__Given records__.
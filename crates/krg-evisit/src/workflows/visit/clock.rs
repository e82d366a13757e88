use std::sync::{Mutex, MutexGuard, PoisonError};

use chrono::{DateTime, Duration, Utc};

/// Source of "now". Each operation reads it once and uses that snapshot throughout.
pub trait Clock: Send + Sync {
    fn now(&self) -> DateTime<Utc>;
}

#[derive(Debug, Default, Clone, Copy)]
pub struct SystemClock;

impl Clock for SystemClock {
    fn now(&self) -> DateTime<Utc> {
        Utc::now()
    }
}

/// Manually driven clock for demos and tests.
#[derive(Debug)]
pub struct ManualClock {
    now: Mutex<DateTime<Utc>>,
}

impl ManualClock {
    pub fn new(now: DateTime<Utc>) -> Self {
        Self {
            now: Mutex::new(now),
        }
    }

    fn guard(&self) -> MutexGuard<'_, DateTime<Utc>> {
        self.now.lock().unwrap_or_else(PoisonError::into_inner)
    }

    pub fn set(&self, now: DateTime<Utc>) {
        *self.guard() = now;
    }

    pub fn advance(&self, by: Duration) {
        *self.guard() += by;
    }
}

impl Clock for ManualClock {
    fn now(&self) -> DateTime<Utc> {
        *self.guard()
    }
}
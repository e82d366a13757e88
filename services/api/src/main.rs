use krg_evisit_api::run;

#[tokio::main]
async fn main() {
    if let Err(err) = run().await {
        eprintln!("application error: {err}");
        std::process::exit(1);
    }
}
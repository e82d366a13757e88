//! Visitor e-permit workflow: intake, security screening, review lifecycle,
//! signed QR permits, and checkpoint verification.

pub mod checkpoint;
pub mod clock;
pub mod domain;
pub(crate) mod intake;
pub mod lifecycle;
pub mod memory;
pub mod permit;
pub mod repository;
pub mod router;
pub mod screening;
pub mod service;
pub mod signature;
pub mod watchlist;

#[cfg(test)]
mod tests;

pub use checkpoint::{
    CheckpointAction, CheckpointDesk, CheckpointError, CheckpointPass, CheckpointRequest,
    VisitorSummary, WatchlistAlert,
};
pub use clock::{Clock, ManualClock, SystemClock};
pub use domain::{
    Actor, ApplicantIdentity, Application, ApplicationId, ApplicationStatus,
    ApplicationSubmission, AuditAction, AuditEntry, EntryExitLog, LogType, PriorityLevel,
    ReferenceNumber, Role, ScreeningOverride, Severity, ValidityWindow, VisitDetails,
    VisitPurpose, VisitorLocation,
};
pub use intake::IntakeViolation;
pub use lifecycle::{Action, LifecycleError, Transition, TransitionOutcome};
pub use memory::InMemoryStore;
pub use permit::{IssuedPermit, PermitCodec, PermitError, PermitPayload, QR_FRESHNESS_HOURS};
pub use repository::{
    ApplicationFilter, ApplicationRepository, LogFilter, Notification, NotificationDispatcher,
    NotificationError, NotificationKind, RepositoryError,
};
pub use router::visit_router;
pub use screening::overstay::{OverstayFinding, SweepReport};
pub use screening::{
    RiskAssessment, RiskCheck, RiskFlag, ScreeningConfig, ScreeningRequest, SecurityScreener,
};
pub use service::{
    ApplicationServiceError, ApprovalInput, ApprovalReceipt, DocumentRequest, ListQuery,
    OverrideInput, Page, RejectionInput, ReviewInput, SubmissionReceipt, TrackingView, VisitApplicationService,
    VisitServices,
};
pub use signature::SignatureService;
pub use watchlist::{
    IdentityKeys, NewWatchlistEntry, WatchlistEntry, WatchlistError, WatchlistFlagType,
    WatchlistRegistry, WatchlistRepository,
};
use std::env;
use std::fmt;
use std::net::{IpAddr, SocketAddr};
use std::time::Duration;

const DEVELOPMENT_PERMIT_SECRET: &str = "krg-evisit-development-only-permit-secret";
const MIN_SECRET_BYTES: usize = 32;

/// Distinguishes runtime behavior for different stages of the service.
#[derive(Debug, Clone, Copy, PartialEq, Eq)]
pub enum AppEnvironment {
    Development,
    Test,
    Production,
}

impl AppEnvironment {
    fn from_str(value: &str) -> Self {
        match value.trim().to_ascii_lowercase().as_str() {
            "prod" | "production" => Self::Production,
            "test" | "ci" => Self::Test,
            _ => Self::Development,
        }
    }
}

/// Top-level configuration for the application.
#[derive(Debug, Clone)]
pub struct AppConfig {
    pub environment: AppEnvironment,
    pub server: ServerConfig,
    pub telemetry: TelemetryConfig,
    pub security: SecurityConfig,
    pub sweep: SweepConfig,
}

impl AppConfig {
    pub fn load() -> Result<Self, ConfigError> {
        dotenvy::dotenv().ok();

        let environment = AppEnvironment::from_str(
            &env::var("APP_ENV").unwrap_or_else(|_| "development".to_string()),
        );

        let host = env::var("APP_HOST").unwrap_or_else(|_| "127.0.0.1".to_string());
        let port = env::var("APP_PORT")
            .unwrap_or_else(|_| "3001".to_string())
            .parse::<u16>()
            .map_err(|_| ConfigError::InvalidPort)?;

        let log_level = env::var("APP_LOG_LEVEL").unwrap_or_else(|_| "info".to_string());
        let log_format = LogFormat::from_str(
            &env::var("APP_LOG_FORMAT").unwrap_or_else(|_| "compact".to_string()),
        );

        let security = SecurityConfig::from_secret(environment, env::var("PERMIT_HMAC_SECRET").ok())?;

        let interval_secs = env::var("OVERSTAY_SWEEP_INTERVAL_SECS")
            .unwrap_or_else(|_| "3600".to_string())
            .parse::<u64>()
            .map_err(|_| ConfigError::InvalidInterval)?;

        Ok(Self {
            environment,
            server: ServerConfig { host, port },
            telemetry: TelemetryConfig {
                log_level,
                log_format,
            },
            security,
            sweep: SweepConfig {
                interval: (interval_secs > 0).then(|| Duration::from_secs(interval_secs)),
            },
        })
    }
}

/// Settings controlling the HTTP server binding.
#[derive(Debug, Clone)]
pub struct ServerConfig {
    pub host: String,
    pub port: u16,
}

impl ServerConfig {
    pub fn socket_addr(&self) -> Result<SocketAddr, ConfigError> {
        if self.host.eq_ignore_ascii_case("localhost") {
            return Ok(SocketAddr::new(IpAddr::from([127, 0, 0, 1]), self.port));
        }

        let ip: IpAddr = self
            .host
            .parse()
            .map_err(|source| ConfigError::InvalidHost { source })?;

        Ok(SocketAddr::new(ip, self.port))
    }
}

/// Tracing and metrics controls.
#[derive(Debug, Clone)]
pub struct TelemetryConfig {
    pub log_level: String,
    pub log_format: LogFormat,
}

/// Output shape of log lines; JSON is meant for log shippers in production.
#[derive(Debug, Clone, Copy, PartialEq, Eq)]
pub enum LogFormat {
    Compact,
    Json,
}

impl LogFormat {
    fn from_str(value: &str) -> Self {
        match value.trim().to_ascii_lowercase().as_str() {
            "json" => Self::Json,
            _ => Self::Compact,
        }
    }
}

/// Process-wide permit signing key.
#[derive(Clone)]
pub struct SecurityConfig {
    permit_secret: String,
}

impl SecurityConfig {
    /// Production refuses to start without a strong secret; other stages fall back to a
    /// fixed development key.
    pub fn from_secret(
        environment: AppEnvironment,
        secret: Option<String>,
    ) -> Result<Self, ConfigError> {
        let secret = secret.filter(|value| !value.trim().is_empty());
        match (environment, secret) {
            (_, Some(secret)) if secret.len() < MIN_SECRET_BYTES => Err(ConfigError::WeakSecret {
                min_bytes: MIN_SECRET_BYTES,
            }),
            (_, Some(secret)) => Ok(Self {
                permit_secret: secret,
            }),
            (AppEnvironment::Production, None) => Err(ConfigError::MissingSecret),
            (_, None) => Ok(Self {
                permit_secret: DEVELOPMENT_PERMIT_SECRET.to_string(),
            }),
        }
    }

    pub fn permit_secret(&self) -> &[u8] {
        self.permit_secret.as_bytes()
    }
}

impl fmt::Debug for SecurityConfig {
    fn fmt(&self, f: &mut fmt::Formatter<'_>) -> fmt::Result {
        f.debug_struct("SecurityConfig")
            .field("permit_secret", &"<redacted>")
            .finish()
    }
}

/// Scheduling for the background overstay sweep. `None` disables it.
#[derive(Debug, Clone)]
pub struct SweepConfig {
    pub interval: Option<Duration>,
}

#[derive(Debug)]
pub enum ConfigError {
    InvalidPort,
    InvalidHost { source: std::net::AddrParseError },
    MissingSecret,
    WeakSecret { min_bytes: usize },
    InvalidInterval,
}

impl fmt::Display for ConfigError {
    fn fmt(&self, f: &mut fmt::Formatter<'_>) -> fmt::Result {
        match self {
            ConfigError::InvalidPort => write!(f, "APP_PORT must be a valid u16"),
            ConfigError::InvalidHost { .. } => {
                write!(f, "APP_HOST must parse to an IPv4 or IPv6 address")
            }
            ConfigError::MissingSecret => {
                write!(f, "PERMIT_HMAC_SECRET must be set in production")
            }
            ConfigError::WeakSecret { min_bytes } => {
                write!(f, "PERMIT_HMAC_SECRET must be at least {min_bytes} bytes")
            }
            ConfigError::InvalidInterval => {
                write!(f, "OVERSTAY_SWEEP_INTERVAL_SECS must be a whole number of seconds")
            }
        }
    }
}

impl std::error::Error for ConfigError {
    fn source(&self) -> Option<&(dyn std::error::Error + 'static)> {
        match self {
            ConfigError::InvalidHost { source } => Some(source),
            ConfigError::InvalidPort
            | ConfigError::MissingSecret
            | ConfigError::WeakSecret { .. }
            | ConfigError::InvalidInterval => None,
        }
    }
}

__Work required__. All lines from the beginning of the material above through the one with "impl Clock for SystemClock" need to be returned exactly; please return those and only those.

__Completed exercise__.
filename crates/krg-evisit/src/workflows/visit/clock.rs
repository e82d366a13757e88
use std::sync::{Mutex, MutexGuard, PoisonError};

use chrono::{DateTime, Duration, Utc};

/// Source of "now". Each operation reads it once and uses that snapshot throughout.
pub trait Clock: Send + Sync {
    fn now(&self) -> DateTime<Utc>;
}

#[derive(Debug, Default, Clone, Copy)]
pub struct SystemClock;

impl Clock for SystemClock {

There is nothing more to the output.